## What is needed
Each line from the first down to the one containing "use crate::extractors::ValidatedJson;" should be returned exactly as it appears below.

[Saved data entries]

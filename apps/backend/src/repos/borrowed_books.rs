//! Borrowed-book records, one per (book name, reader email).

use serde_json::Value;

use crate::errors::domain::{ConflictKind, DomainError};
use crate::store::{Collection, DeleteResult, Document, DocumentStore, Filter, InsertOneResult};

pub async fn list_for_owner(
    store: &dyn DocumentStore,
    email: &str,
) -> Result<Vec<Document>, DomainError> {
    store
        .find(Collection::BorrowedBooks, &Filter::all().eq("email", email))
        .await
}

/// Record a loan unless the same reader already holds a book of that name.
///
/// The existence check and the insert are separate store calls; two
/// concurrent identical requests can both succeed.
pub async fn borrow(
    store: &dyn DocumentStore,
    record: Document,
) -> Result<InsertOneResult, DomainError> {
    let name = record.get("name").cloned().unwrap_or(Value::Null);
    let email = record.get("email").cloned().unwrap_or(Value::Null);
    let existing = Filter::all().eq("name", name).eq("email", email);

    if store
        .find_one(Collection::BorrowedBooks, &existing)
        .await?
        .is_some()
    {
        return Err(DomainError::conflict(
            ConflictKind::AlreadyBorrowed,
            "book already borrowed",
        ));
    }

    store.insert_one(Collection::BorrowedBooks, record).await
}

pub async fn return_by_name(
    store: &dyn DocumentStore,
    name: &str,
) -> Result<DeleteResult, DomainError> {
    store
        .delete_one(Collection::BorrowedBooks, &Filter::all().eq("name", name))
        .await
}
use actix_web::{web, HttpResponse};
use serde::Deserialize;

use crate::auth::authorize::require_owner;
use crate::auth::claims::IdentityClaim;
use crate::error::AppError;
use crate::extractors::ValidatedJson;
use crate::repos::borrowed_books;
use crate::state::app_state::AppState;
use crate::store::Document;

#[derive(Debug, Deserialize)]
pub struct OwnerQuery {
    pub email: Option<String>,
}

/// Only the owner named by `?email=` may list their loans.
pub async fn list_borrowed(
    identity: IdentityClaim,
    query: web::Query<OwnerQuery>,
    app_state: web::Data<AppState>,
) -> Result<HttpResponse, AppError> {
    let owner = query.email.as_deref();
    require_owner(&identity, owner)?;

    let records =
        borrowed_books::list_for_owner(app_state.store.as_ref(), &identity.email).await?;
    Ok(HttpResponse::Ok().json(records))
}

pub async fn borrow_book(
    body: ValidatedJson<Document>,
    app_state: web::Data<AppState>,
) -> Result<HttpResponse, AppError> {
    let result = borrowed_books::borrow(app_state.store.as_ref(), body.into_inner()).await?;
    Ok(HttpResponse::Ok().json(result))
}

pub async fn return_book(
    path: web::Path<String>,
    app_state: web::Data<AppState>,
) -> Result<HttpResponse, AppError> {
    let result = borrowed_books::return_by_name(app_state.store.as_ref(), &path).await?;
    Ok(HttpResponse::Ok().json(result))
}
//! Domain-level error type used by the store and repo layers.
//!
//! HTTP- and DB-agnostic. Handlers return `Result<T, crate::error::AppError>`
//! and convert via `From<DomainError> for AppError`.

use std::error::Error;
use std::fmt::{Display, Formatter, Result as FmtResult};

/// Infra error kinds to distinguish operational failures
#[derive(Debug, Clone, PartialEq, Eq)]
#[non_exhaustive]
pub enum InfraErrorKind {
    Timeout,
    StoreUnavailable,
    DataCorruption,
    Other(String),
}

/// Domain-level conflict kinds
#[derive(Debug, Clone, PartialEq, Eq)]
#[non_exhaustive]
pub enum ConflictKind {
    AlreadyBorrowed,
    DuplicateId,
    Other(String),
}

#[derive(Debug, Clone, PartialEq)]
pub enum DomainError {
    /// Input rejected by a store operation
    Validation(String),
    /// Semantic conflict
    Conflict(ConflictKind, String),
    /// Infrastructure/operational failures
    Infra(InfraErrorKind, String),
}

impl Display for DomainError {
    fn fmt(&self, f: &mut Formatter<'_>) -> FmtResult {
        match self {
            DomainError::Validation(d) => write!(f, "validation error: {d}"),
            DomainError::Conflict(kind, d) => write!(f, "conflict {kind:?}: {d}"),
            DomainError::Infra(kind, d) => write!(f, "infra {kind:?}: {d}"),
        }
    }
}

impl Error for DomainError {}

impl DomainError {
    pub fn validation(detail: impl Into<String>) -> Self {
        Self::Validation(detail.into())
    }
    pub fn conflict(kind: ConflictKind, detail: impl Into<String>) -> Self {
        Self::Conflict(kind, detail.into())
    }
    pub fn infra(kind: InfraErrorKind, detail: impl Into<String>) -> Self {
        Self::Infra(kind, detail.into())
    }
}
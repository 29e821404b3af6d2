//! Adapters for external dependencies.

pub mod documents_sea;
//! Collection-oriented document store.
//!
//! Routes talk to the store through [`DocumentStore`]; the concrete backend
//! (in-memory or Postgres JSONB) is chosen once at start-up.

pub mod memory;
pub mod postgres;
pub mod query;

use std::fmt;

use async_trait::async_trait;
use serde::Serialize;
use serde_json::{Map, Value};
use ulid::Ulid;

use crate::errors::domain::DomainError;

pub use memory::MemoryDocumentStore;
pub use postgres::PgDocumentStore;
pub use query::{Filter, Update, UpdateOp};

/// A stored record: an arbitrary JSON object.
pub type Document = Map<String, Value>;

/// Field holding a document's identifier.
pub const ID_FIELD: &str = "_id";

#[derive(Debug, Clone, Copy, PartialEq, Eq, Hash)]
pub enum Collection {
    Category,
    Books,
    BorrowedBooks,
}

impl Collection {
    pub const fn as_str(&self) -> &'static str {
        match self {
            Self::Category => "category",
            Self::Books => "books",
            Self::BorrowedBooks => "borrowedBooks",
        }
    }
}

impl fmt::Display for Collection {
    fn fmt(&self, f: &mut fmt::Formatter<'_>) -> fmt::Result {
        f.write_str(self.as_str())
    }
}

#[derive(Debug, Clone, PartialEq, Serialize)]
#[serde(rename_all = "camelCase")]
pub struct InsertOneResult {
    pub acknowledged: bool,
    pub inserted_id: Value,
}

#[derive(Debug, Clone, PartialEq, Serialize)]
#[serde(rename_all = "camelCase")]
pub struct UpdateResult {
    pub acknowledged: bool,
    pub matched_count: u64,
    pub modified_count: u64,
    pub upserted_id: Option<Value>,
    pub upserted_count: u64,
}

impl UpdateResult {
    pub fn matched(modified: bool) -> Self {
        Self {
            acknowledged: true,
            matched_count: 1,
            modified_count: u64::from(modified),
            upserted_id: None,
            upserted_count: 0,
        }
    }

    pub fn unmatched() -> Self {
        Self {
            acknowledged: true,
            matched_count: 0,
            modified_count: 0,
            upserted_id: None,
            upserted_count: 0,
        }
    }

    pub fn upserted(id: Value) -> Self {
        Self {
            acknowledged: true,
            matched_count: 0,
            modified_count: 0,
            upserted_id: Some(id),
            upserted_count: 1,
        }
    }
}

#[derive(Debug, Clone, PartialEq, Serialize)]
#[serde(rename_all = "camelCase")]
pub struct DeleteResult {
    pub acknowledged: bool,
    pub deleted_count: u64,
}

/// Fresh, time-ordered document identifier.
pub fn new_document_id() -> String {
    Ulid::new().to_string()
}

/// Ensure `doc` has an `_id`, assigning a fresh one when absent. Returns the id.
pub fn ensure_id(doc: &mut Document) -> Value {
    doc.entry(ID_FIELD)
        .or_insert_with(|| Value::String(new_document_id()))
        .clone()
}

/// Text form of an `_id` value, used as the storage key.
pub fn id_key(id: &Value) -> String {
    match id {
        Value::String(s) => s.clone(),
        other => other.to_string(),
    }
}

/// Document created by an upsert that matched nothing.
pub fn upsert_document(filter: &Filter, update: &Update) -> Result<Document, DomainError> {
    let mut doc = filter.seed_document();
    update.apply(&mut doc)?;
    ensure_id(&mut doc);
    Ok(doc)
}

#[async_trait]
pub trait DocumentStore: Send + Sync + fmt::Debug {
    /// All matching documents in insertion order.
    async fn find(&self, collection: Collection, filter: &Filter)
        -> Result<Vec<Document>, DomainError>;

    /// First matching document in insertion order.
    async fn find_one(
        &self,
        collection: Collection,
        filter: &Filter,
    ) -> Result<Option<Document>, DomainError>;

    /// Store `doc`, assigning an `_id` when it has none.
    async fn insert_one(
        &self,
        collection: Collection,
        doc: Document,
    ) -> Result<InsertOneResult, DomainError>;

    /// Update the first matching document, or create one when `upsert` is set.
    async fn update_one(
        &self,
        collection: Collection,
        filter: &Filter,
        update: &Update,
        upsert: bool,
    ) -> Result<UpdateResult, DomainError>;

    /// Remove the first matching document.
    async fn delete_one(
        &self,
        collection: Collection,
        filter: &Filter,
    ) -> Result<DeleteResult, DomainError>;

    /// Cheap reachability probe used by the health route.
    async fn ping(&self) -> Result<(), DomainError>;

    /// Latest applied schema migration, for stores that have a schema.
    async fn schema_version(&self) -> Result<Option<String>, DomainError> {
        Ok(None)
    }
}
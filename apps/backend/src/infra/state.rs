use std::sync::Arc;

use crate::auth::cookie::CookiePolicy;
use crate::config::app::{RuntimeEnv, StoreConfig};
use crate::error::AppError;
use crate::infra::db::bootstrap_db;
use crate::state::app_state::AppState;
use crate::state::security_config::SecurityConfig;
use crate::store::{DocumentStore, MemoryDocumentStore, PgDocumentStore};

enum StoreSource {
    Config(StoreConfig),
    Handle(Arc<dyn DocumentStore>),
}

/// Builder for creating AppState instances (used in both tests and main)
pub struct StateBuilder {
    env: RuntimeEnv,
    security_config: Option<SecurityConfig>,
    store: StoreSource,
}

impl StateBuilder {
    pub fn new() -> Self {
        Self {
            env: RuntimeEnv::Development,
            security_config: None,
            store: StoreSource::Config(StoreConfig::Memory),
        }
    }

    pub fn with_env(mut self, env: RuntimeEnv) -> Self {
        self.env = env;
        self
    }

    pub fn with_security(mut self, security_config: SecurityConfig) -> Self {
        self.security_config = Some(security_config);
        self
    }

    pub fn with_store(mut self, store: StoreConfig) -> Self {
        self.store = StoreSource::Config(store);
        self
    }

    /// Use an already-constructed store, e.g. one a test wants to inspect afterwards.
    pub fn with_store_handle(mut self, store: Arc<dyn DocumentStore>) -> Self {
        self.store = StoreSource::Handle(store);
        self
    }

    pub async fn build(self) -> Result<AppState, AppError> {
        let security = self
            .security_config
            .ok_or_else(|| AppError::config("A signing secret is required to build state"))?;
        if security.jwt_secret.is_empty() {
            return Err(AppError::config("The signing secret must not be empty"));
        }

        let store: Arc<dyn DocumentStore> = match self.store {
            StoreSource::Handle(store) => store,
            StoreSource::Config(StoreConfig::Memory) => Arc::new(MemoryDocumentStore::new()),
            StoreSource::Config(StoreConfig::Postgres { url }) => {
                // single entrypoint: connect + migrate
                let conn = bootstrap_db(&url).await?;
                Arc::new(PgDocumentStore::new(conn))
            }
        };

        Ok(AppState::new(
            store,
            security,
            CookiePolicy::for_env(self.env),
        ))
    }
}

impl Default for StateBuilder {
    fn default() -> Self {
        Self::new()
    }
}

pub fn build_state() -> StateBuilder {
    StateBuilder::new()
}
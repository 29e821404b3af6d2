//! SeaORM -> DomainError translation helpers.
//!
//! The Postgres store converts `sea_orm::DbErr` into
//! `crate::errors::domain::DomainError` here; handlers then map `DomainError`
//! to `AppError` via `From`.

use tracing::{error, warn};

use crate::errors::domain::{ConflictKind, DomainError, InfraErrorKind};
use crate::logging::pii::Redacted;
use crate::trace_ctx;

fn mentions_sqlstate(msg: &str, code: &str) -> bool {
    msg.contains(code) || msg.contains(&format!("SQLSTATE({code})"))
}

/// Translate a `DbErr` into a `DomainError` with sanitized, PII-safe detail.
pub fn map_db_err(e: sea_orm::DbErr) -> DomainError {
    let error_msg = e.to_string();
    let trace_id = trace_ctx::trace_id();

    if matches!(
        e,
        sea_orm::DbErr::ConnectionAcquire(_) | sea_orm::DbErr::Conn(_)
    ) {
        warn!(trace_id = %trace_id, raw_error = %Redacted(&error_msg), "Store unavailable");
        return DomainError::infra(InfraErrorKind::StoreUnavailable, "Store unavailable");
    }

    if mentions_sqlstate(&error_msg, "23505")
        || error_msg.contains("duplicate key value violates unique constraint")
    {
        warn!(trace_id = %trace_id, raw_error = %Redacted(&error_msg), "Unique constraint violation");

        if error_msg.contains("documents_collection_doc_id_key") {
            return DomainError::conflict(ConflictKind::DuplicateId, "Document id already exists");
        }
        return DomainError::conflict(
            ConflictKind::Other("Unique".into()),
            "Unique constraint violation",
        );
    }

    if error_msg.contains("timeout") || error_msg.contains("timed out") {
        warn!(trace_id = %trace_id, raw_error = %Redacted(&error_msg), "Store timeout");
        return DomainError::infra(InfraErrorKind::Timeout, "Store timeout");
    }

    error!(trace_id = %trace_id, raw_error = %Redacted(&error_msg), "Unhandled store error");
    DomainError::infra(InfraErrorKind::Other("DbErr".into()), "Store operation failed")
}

## Result for this task
filename apps/backend/src/repos/borrowed_books.rs
//! Borrowed-book records, one per (book name, reader email).

use serde_json::Value;

use crate::errors::domain::{ConflictKind, DomainError};
use crate::store::{Collection, DeleteResult, Document, DocumentStore, Filter, InsertOneResult};

pub async fn list_for_owner(
    store: &dyn DocumentStore,
    email: &str,
) -> Result<Vec<Document>, DomainError> {
    store
        .find(Collection::BorrowedBooks, &Filter::all().eq("email", email))
        .await
}

/// Record a loan unless the same reader already holds a book of that name.
///
/// The existence check and the insert are separate store calls; two
/// concurrent identical requests can both succeed.
pub async fn borrow(
    store: &dyn DocumentStore,
    record: Document,
) -> Result<InsertOneResult, DomainError> {
    let name = record.get("name").cloned().unwrap_or(Value::Null);
    let email = record.get("email").cloned().unwrap_or(Value::Null);
    let existing = Filter::all().eq("name", name).eq("email", email);

    if store
        .find_one(Collection::BorrowedBooks, &existing)
        .await?
        .is_some()
    {
        return Err(DomainError::conflict(
            ConflictKind::AlreadyBorrowed,
            "book already borrowed",
        ));
    }

    store.insert_one(Collection::BorrowedBooks, record).await
}

pub async fn return_by_name(
    store: &dyn DocumentStore,
    name: &str,
) -> Result<DeleteResult, DomainError> {
    store
        .delete_one(Collection::BorrowedBooks, &Filter::all().eq("name", name))
        .await
}
use actix_web::{web, HttpResponse};
use serde::Deserialize;

use crate::auth::authorize::require_owner;
use crate::auth::claims::IdentityClaim;
use crate::error::AppError;
use crate::extractors::ValidatedJson;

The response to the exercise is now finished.